---------- Input material
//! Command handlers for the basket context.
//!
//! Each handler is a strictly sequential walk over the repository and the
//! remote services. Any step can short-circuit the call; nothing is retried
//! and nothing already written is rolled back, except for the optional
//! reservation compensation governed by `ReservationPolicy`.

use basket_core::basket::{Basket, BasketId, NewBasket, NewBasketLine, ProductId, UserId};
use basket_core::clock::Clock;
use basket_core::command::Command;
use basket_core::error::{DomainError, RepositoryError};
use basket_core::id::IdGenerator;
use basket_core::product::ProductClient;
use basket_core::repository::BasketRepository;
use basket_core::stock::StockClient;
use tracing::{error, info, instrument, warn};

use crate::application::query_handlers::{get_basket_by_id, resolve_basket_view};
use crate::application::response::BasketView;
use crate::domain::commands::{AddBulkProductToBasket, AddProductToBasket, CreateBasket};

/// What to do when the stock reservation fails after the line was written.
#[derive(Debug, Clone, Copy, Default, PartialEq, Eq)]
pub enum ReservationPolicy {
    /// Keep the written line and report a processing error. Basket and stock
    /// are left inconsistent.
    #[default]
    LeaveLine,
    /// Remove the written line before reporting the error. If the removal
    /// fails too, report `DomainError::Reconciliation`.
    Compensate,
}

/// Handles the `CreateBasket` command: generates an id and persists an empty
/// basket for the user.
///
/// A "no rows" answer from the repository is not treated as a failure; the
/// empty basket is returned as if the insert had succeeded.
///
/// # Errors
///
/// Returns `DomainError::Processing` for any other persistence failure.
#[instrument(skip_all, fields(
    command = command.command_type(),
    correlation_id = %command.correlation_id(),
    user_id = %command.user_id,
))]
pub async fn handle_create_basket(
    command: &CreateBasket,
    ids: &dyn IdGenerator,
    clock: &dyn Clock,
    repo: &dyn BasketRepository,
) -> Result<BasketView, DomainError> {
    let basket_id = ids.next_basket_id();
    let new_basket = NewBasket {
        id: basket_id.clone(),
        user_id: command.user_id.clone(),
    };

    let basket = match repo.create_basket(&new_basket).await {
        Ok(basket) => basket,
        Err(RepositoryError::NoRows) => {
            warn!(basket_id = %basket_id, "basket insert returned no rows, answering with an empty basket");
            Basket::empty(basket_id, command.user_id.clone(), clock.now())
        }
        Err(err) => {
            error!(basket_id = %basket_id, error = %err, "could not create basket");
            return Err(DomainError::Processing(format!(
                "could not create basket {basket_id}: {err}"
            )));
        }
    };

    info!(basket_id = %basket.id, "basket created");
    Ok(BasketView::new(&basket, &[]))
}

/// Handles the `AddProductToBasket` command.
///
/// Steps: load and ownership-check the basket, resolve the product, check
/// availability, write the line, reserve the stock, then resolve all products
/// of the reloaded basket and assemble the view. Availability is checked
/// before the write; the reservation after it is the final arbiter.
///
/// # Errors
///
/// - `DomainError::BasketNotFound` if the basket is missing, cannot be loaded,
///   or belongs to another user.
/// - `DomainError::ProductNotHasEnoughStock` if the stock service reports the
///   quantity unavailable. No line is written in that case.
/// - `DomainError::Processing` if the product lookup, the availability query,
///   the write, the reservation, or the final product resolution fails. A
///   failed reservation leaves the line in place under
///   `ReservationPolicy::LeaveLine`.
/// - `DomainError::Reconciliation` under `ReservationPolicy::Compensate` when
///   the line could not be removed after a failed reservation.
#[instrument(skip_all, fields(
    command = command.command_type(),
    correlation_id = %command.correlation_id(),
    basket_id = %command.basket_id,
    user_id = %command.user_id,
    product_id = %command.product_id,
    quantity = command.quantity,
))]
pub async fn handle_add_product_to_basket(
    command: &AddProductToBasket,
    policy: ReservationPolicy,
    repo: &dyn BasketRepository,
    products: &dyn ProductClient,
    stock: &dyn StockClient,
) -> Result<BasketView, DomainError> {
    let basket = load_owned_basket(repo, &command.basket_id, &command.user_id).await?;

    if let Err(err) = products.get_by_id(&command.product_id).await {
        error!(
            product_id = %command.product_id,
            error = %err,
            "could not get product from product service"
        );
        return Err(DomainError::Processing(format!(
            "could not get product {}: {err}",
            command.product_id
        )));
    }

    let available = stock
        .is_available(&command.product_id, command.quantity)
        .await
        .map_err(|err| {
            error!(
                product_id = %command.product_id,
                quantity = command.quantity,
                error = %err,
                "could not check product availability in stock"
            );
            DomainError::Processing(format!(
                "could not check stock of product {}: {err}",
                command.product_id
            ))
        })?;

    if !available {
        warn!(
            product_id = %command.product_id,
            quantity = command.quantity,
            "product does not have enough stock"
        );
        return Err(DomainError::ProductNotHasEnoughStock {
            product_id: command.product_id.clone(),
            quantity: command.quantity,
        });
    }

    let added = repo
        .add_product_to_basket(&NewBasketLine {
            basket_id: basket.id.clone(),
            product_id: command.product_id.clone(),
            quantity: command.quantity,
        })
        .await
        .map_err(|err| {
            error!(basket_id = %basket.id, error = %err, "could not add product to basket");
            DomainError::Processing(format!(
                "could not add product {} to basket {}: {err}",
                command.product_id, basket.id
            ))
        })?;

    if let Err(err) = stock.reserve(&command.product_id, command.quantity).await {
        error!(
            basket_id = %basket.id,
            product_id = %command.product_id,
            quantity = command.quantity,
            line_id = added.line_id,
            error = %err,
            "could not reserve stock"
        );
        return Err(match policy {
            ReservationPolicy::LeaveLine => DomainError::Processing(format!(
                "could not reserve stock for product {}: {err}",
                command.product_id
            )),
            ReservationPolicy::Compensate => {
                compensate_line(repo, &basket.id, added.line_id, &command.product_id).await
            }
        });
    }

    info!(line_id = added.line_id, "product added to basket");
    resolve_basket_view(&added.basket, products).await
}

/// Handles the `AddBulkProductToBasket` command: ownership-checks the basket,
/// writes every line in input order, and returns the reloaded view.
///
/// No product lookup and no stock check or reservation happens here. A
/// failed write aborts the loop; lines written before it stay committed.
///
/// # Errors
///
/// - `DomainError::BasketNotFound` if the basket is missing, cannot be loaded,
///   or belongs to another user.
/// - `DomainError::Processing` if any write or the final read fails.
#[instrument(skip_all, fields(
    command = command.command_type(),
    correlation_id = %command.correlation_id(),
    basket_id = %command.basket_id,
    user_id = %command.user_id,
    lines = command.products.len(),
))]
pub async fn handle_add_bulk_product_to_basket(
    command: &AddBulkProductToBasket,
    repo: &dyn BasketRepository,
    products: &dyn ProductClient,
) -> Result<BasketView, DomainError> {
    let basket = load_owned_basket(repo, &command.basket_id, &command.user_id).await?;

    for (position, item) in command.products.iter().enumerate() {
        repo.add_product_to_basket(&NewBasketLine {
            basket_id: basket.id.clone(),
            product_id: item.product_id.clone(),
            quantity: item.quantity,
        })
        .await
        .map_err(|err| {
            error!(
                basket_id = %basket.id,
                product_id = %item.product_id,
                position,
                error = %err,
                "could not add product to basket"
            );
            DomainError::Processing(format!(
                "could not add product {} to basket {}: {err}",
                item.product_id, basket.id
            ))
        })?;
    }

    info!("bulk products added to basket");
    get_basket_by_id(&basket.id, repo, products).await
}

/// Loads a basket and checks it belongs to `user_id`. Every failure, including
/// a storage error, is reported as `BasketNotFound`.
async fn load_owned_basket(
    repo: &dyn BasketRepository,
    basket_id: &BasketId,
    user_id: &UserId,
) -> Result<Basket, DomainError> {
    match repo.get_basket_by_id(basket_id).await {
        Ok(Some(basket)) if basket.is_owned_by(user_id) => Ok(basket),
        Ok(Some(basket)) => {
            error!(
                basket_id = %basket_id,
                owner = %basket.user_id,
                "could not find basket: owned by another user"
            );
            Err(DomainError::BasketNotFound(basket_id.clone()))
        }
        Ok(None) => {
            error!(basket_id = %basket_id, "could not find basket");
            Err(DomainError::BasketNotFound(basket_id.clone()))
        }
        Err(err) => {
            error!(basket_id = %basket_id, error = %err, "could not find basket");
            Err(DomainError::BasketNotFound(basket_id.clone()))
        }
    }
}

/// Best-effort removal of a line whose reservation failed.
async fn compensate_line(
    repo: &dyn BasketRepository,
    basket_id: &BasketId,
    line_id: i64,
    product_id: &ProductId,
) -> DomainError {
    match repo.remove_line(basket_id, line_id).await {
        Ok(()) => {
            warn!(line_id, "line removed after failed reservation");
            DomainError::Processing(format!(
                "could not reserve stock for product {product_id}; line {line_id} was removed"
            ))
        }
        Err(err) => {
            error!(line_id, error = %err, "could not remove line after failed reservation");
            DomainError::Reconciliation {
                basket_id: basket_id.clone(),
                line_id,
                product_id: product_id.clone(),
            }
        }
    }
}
--------------------
---------- Input material
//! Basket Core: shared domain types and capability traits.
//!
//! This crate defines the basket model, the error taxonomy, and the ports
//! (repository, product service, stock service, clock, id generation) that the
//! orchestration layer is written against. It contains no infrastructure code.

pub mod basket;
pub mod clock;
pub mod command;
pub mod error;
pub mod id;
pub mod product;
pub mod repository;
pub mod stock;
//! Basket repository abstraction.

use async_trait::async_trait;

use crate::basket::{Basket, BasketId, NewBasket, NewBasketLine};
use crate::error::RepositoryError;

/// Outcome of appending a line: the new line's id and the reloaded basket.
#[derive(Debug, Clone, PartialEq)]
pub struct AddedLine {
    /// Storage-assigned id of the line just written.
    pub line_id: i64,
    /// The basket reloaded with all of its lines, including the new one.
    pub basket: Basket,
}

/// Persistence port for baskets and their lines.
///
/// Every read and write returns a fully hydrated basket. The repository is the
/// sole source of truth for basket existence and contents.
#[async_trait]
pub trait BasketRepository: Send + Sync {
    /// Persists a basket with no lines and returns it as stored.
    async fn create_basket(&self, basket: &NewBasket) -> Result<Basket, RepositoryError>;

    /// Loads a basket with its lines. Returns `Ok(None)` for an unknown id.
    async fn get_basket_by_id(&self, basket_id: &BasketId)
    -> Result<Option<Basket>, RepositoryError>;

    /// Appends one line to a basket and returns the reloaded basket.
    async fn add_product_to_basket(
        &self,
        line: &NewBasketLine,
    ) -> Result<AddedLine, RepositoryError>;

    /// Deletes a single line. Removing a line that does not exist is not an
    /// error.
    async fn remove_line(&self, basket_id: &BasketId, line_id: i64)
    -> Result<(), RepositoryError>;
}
--------------------
■ What is required:
Which lines in the listing have the string "including"? Pick them out and copy them.

■ Solved problem:
/// Loads a basket and checks it belongs to `user_id`. Every failure, including
    /// The basket reloaded with all of its lines, including the new one.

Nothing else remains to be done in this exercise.